TASK REQUIREMENTS → For the word "const", determine how many lines of the entries below contain it, and give only that number.

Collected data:
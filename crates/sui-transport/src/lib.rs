//! Sui Transport Layer
//!
//! The seams between the transaction builder / executors and the outside world.
//!
//! This crate provides:
//! - [`client`]: [`LedgerClient`], the async interface used to read objects, balances
//!   and coins, and to submit signed transactions
//! - [`signer`]: [`Signer`], which signs finalized transaction bytes
//! - [`serializer`]: [`TransactionSerializer`] and the reference [`BcsTransactionSerializer`]
//! - `mock` (feature `test-utils`): an in-memory ledger for tests
//!
//! # Example
//!
//! ```ignore
//! use sui_transport::{BcsTransactionSerializer, LedgerClient, TransactionSerializer};
//!
//! let bytes = BcsTransactionSerializer.serialize(&tx_data)?;
//! let signature = signer.sign_transaction(&bytes).await?;
//! let executed = client.execute_transaction(&bytes, &[signature]).await?;
//! client.wait_for_transaction(&executed.digest).await?;
//! ```

pub mod client;
pub mod serializer;
pub mod signer;

#[cfg(any(test, feature = "test-utils"))]
pub mod mock;

pub use client::{Balance, Coin, CoinPage, EpochInfo, LedgerClient, ObjectInfo};
pub use serializer::{BcsTransactionSerializer, TransactionSerializer};
pub use signer::Signer;

#[cfg(any(test, feature = "test-utils"))]
pub use mock::{MockLedger, MockSigner};
use glam::ivec2;

use crate::{Buffer, CGA_PALETTE, Rect, Rgba, TILE_SIZE, font_data::FONT_8X8};

/// Replacement char to show when a character not covered by the font is
/// printed.
const MISSING: char = '?';

const GLYPH_COUNT: i32 = 256;

/// IBM PC code page 437 bitmap font, unpacked into an RGBA glyph strip.
///
/// The strip is 8 pixels wide and stacks all 256 glyphs vertically, so
/// glyph `g` occupies pixel rows `8g..8g+8`. Set bits render as bright
/// white on black.
pub struct Font {
    sheet: Buffer<Rgba>,
}

impl Default for Font {
    fn default() -> Self {
        Font::from_packed(&FONT_8X8)
    }
}

impl Font {
    /// Unpack a 1-bit font into the glyph strip.
    ///
    /// Each glyph is eight bytes, one per pixel row, most significant bit
    /// leftmost.
    pub fn from_packed(bits: &[u8; 2048]) -> Self {
        let sheet = Buffer::from_fn(8, (GLYPH_COUNT * TILE_SIZE) as u32, |x, y| {
            if bits[y as usize] & (0x80 >> x) != 0 {
                CGA_PALETTE[15]
            } else {
                CGA_PALETTE[0]
            }
        });
        Font { sheet }
    }

    pub fn sheet(&self) -> &Buffer<Rgba> {
        &self.sheet
    }

    /// Bounds of one glyph within the strip.
    pub fn glyph(&self, index: u8) -> Rect {
        Rect::sized([TILE_SIZE, TILE_SIZE]) + ivec2(0, index as i32 * TILE_SIZE)
    }

    /// Return the code page 437 glyph index for a character.
    ///
    /// Characters the font does not cover are replaced with the `MISSING`
    /// char.
    pub fn glyph_index(c: char) -> u8 {
        match c {
            'æ' => 0x91,
            c if c.is_ascii() => c as u8,
            _ => MISSING as u8,
        }
    }
}

/// Repack a glyph grid image into the 1-bit font format.
///
/// Expects the 256 glyphs tiled 32 per row, 8 rows in all. A pixel counts
/// as set if its red channel is nonzero.
pub fn pack_sheet(image: &Buffer<Rgba>) -> [u8; 2048] {
    let mut bits = [0; 2048];
    for g in 0..GLYPH_COUNT {
        let origin = ivec2(g % 32, g / 32) * TILE_SIZE;
        for row in 0..TILE_SIZE {
            let mut byte = 0;
            for x in 0..TILE_SIZE {
                if image.get(origin + ivec2(x, row)).r != 0 {
                    byte |= 0x80 >> x;
                }
            }
            bits[(g * TILE_SIZE + row) as usize] = byte;
        }
    }
    bits
}

#[cfg(test)]
mod tests {
    use super::*;

    #[test]
    fn strip_matches_bits() {
        let font = Font::default();
        assert_eq!(font.sheet().dim(), ivec2(8, 2048));

        for (i, &byte) in FONT_8X8.iter().enumerate() {
            for x in 0..8 {
                let set = byte & (0x80 >> x) != 0;
                let pixel = font.sheet().get(ivec2(x, i as i32));
                assert_eq!(pixel, CGA_PALETTE[if set { 15 } else { 0 }]);
            }
        }
    }

    #[test]
    fn glyph_rects() {
        let font = Font::default();

        let a = font.glyph(0x41);
        assert_eq!(a.min(), ivec2(0, 0x41 * 8));
        assert_eq!(a.dim(), ivec2(8, 8));

        // Space is blank, 'A' is not.
        let is_blank = |index: usize| {
            font.sheet()
                .data()
                .iter()
                .skip(index * 64)
                .take(64)
                .all(|&p| p == CGA_PALETTE[0])
        };
        assert!(is_blank(0x20));
        assert!(!is_blank(0x41));
    }

    #[test]
    fn glyph_indices() {
        assert_eq!(Font::glyph_index('A'), 0x41);
        assert_eq!(Font::glyph_index(' '), 0x20);
        assert_eq!(Font::glyph_index('æ'), 0x91);
        assert_eq!(Font::glyph_index('é'), b'?');
    }

    #[test]
    fn pack_inverts_unpack() {
        // Tile the strip glyphs into the grid layout the packer reads.
        let font = Font::default();
        let mut grid = Buffer::new(256, 64);
        for g in 0..=255u8 {
            let dst = ivec2(g as i32 % 32, g as i32 / 32) * 8;
            grid.copy_from(font.sheet(), font.glyph(g), dst);
        }

        assert_eq!(pack_sheet(&grid), FONT_8X8);
    }
}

RESPONSE TO THE TASK → 2